Mas há quem defenda o contrario

“O que havia nos sertões da Província, não era, como proclamava a imprensa facciosa, o banditismo a serviço das ambições e dos planos ocultos dos dois partidos monárquicos em luta dissolvente e feroz em todo o País; mas , o que poderia chamar – caudilhismo literário. Esses caudilhos sertanejos, dentre os quais Leão Léda simbolizava um Maranhão o tipo mais representativo, não eram meros instrumentos nas mãos dos políticos, nem jagunços locais e cangaceiros ladravazes, assoldados para cometer distúrbios e massacres a fim de que triunfassem nas urnas candidatos às altas posições no Parlamento ou na administração do Império. Eles tinham, ao contrário, vontade própria e ideias e ideais mais ou menos justos ou justificáveis. E, acima de tudo, a causa principal das suas agitações e rebeldias, era que não suportavam a centralização do Império, garroteando as províncias asfixiando os municípios” (CABRAL, 1992, p.124).

A diferença entre o Pe. e outros estava no fato que este era filho da terra, pobretão,

sem terras, sem dinheiro e sem família influente, mas era carismático e com forte poder de

influencia sobre as gentes ignorante e religiosa. Estar longe do centro do poder e ter o apoio

da população lhe dava condições para retirar viveres, dinheiro e homens armados pelo

tempo que fosse necessário. É assim que ele comanda o sertão durante 50 anos.
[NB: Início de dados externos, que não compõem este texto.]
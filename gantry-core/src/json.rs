//! # JSON <-> DynamicMessage Conversion
//!
//! The value half of the dynamic codec: converts between the loosely-typed JSON form
//! used by HTTP clients and the schema-typed [`DynamicMessage`] form used on the wire,
//! with a [`MessageDescriptor`] as the conversion schema.
//!
//! ## Conversion rules
//!
//! * Unknown keys in the JSON input are rejected with [`ConvertError::UnknownField`].
//!   The conversion fails closed so a typo never silently drops data. Keys may use
//!   either the Protobuf field name or its camelCase JSON name.
//! * Singular fields absent from the input take the type's zero value; zero-valued
//!   implicit-presence fields are omitted from the JSON output. Fields the schema marks
//!   as explicitly optional are emitted whenever they are set, zero or not.
//! * Enum fields accept the symbolic name or the numeric ordinal on the way in and
//!   always emit the symbolic name on the way out.
//! * `bytes` fields use standard base64 text in the JSON form.
//! * 64-bit integers additionally accept decimal strings, following the proto3 JSON
//!   convention.
//!
//! Errors carry the path of the offending field (`a.b[2].c`). A failed conversion never
//! exposes a partially-built message.
use base64::Engine as _;
use base64::engine::general_purpose::STANDARD as BASE64;
use prost_reflect::{
    DynamicMessage, EnumDescriptor, FieldDescriptor, Kind, MapKey, MessageDescriptor,
    ReflectMessage,
};
use serde_json::Value as Json;
use std::collections::HashMap;

/// Errors raised while converting a JSON value into a [`DynamicMessage`].
///
/// These are always caused by caller input and always name the offending field path.
#[derive(Debug, thiserror::Error)]
pub enum ConvertError {
    #[error("unknown field '{path}'")]
    UnknownField { path: String },

    #[error("invalid value '{value}' for enum field '{path}' of type '{enum_name}'")]
    InvalidEnumValue {
        path: String,
        value: String,
        enum_name: String,
    },

    #[error("type mismatch at '{path}': expected {expected}, found {found}")]
    TypeMismatch {
        path: String,
        expected: String,
        found: &'static str,
    },
}

impl ConvertError {
    /// Machine-readable error kind, used in HTTP error bodies.
    pub fn kind(&self) -> &'static str {
        match self {
            ConvertError::UnknownField { .. } => "unknown_field",
            ConvertError::InvalidEnumValue { .. } => "invalid_enum_value",
            ConvertError::TypeMismatch { .. } => "type_mismatch",
        }
    }
}

/// Builds a [`DynamicMessage`] conforming to `descriptor` from a JSON value.
///
/// The input must be a JSON object whose keys all match fields of the descriptor.
/// `null` entries are treated as absent.
pub fn from_generic(
    value: &Json,
    descriptor: &MessageDescriptor,
) -> Result<DynamicMessage, ConvertError> {
    message_from_json(value, descriptor, "")
}

/// Converts a [`DynamicMessage`] into its JSON form.
///
/// Implicit-presence fields at their zero value are omitted; explicitly optional fields
/// are emitted whenever set. Enum values emit their symbolic name, bytes emit base64.
pub fn to_generic(message: &DynamicMessage) -> Json {
    let mut object = serde_json::Map::new();
    for field in message.descriptor().fields() {
        if !message.has_field(&field) {
            continue;
        }
        let value = message.get_field(&field);
        object.insert(field.name().to_string(), value_to_json(&value, &field.kind()));
    }
    Json::Object(object)
}

fn message_from_json(
    value: &Json,
    descriptor: &MessageDescriptor,
    path: &str,
) -> Result<DynamicMessage, ConvertError> {
    let Json::Object(entries) = value else {
        return Err(mismatch(
            path,
            format!("message '{}'", descriptor.full_name()),
            value,
        ));
    };

    let mut message = DynamicMessage::new(descriptor.clone());
    for (key, entry) in entries {
        let field = find_field(descriptor, key).ok_or_else(|| ConvertError::UnknownField {
            path: join(path, key),
        })?;
        // JSON null means "leave unset", matching the proto3 JSON mapping.
        if entry.is_null() {
            continue;
        }
        let field_path = join(path, field.name());
        let value = field_from_json(entry, &field, &field_path)?;
        message.set_field(&field, value);
    }
    Ok(message)
}

/// Looks a JSON key up among the descriptor's fields, by proto name first and by
/// camelCase JSON name second.
fn find_field(descriptor: &MessageDescriptor, key: &str) -> Option<FieldDescriptor> {
    descriptor
        .get_field_by_name(key)
        .or_else(|| descriptor.fields().find(|f| f.json_name() == key))
}

fn field_from_json(
    value: &Json,
    field: &FieldDescriptor,
    path: &str,
) -> Result<prost_reflect::Value, ConvertError> {
    if field.is_map() {
        return map_from_json(value, field, path);
    }
    if field.is_list() {
        let Json::Array(items) = value else {
            return Err(mismatch(path, format!("repeated {}", kind_name(&field.kind())), value));
        };
        let values = items
            .iter()
            .enumerate()
            .map(|(index, item)| scalar_from_json(item, &field.kind(), &format!("{path}[{index}]")))
            .collect::<Result<Vec<_>, _>>()?;
        return Ok(prost_reflect::Value::List(values));
    }
    scalar_from_json(value, &field.kind(), path)
}

fn map_from_json(
    value: &Json,
    field: &FieldDescriptor,
    path: &str,
) -> Result<prost_reflect::Value, ConvertError> {
    let Kind::Message(entry) = field.kind() else {
        return Err(mismatch(path, "map".to_string(), value));
    };
    let Json::Object(object) = value else {
        return Err(mismatch(path, "map (JSON object)".to_string(), value));
    };

    let key_kind = entry.map_entry_key_field().kind();
    let value_kind = entry.map_entry_value_field().kind();
    let mut out = HashMap::with_capacity(object.len());
    for (key, item) in object {
        let entry_path = format!("{path}.{key}");
        let map_key = map_key_from_str(key, &key_kind, &entry_path)?;
        let map_value = scalar_from_json(item, &value_kind, &entry_path)?;
        out.insert(map_key, map_value);
    }
    Ok(prost_reflect::Value::Map(out))
}

fn map_key_from_str(key: &str, kind: &Kind, path: &str) -> Result<MapKey, ConvertError> {
    let parse_err = || ConvertError::TypeMismatch {
        path: path.to_string(),
        expected: format!("map key of type {}", kind_name(kind)),
        found: "string",
    };
    match kind {
        Kind::String => Ok(MapKey::String(key.to_string())),
        Kind::Bool => key.parse().map(MapKey::Bool).map_err(|_| parse_err()),
        Kind::Int32 | Kind::Sint32 | Kind::Sfixed32 => {
            key.parse().map(MapKey::I32).map_err(|_| parse_err())
        }
        Kind::Int64 | Kind::Sint64 | Kind::Sfixed64 => {
            key.parse().map(MapKey::I64).map_err(|_| parse_err())
        }
        Kind::Uint32 | Kind::Fixed32 => key.parse().map(MapKey::U32).map_err(|_| parse_err()),
        Kind::Uint64 | Kind::Fixed64 => key.parse().map(MapKey::U64).map_err(|_| parse_err()),
        _ => Err(parse_err()),
    }
}

fn scalar_from_json(
    value: &Json,
    kind: &Kind,
    path: &str,
) -> Result<prost_reflect::Value, ConvertError> {
    use prost_reflect::Value;
    match kind {
        Kind::Bool => value
            .as_bool()
            .map(Value::Bool)
            .ok_or_else(|| mismatch(path, "bool".to_string(), value)),
        Kind::Int32 | Kind::Sint32 | Kind::Sfixed32 => {
            let wide = int64_from_json(value, path, "int32")?;
            i32::try_from(wide)
                .map(Value::I32)
                .map_err(|_| mismatch(path, "int32".to_string(), value))
        }
        Kind::Int64 | Kind::Sint64 | Kind::Sfixed64 => {
            int64_from_json(value, path, "int64").map(Value::I64)
        }
        Kind::Uint32 | Kind::Fixed32 => {
            let wide = uint64_from_json(value, path, "uint32")?;
            u32::try_from(wide)
                .map(Value::U32)
                .map_err(|_| mismatch(path, "uint32".to_string(), value))
        }
        Kind::Uint64 | Kind::Fixed64 => uint64_from_json(value, path, "uint64").map(Value::U64),
        Kind::Float => value
            .as_f64()
            .map(|v| Value::F32(v as f32))
            .ok_or_else(|| mismatch(path, "float".to_string(), value)),
        Kind::Double => value
            .as_f64()
            .map(Value::F64)
            .ok_or_else(|| mismatch(path, "double".to_string(), value)),
        Kind::String => value
            .as_str()
            .map(|s| Value::String(s.to_string()))
            .ok_or_else(|| mismatch(path, "string".to_string(), value)),
        Kind::Bytes => {
            let text = value
                .as_str()
                .ok_or_else(|| mismatch(path, "base64 string".to_string(), value))?;
            let bytes = BASE64
                .decode(text)
                .map_err(|_| mismatch(path, "base64 string".to_string(), value))?;
            Ok(Value::Bytes(bytes.into()))
        }
        Kind::Enum(descriptor) => enum_from_json(value, descriptor, path),
        Kind::Message(descriptor) => {
            message_from_json(value, descriptor, path).map(Value::Message)
        }
    }
}

fn enum_from_json(
    value: &Json,
    descriptor: &EnumDescriptor,
    path: &str,
) -> Result<prost_reflect::Value, ConvertError> {
    let invalid = |shown: String| ConvertError::InvalidEnumValue {
        path: path.to_string(),
        value: shown,
        enum_name: descriptor.full_name().to_string(),
    };
    match value {
        Json::String(name) => descriptor
            .get_value_by_name(name)
            .map(|v| prost_reflect::Value::EnumNumber(v.number()))
            .ok_or_else(|| invalid(name.clone())),
        Json::Number(number) => {
            let ordinal = number
                .as_i64()
                .and_then(|n| i32::try_from(n).ok())
                .ok_or_else(|| invalid(number.to_string()))?;
            descriptor
                .get_value(ordinal)
                .map(|v| prost_reflect::Value::EnumNumber(v.number()))
                .ok_or_else(|| invalid(number.to_string()))
        }
        other => Err(mismatch(
            path,
            format!("enum '{}' name or ordinal", descriptor.full_name()),
            other,
        )),
    }
}

fn int64_from_json(value: &Json, path: &str, expected: &str) -> Result<i64, ConvertError> {
    match value {
        Json::Number(number) => number
            .as_i64()
            .ok_or_else(|| mismatch(path, expected.to_string(), value)),
        Json::String(text) => text
            .parse()
            .map_err(|_| mismatch(path, expected.to_string(), value)),
        other => Err(mismatch(path, expected.to_string(), other)),
    }
}

fn uint64_from_json(value: &Json, path: &str, expected: &str) -> Result<u64, ConvertError> {
    match value {
        Json::Number(number) => number
            .as_u64()
            .ok_or_else(|| mismatch(path, expected.to_string(), value)),
        Json::String(text) => text
            .parse()
            .map_err(|_| mismatch(path, expected.to_string(), value)),
        other => Err(mismatch(path, expected.to_string(), other)),
    }
}

fn value_to_json(value: &prost_reflect::Value, kind: &Kind) -> Json {
    use prost_reflect::Value;
    match value {
        Value::Bool(v) => Json::Bool(*v),
        Value::I32(v) => (*v).into(),
        Value::I64(v) => (*v).into(),
        Value::U32(v) => (*v).into(),
        Value::U64(v) => (*v).into(),
        Value::F32(v) => serde_json::Number::from_f64(f64::from(*v))
            .map(Json::Number)
            .unwrap_or(Json::Null),
        Value::F64(v) => serde_json::Number::from_f64(*v)
            .map(Json::Number)
            .unwrap_or(Json::Null),
        Value::String(v) => Json::String(v.clone()),
        Value::Bytes(v) => Json::String(BASE64.encode(v)),
        Value::EnumNumber(number) => match kind {
            Kind::Enum(descriptor) => descriptor
                .get_value(*number)
                .map(|v| Json::String(v.name().to_string()))
                .unwrap_or_else(|| (*number).into()),
            _ => (*number).into(),
        },
        Value::Message(message) => to_generic(message),
        Value::List(items) => {
            Json::Array(items.iter().map(|item| value_to_json(item, kind)).collect())
        }
        Value::Map(entries) => {
            // Map fields always carry a map-entry message kind.
            let Kind::Message(entry) = kind else {
                return Json::Null;
            };
            let value_kind = entry.map_entry_value_field().kind();
            let mut object = serde_json::Map::with_capacity(entries.len());
            for (key, item) in entries {
                object.insert(map_key_to_string(key), value_to_json(item, &value_kind));
            }
            Json::Object(object)
        }
    }
}

fn map_key_to_string(key: &MapKey) -> String {
    match key {
        MapKey::Bool(v) => v.to_string(),
        MapKey::I32(v) => v.to_string(),
        MapKey::I64(v) => v.to_string(),
        MapKey::U32(v) => v.to_string(),
        MapKey::U64(v) => v.to_string(),
        MapKey::String(v) => v.clone(),
    }
}

fn join(path: &str, key: &str) -> String {
    if path.is_empty() {
        key.to_string()
    } else {
        format!("{path}.{key}")
    }
}

fn mismatch(path: &str, expected: String, found: &Json) -> ConvertError {
    ConvertError::TypeMismatch {
        path: if path.is_empty() {
            "(request)".to_string()
        } else {
            path.to_string()
        },
        expected,
        found: json_kind(found),
    }
}

fn json_kind(value: &Json) -> &'static str {
    match value {
        Json::Null => "null",
        Json::Bool(_) => "boolean",
        Json::Number(_) => "number",
        Json::String(_) => "string",
        Json::Array(_) => "array",
        Json::Object(_) => "object",
    }
}

fn kind_name(kind: &Kind) -> String {
    match kind {
        Kind::Message(descriptor) => format!("message '{}'", descriptor.full_name()),
        Kind::Enum(descriptor) => format!("enum '{}'", descriptor.full_name()),
        other => format!("{other:?}").to_lowercase(),
    }
}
Tal como

Ze Bebelo de Grande Sertão: veredas ou Paulo Honório de São Bernardo, o conflito de Pe

João é ‘pacificar’ o sertão, conciliar sua tarefa profética com o poder de organizar a cidade,

estabelecer regras morais e administrativas.

Essa relação estreita entre religiosidade e normatização da vida social acaba por

sacralizar o fato e as ligações humanas como pré requisito para a própria constituição da

sociabilidade (Durkheim apud Martelli. 1995.). e se fossemos buscar as admoestação de Pe.

Vieira encontraríamos no sermão da páscoa de 1656: “as verdadeiras riquezas debaixo da

terra seriam as almas dos condenados, a elas os cristãos devem dedicar-se, se tantos

sacrifícios foram feitos para o encontro de substancias minerais, por que deixar tantas almas

preciosas se perderem nos rios, matos e cidades” (Vieira apud Quadros).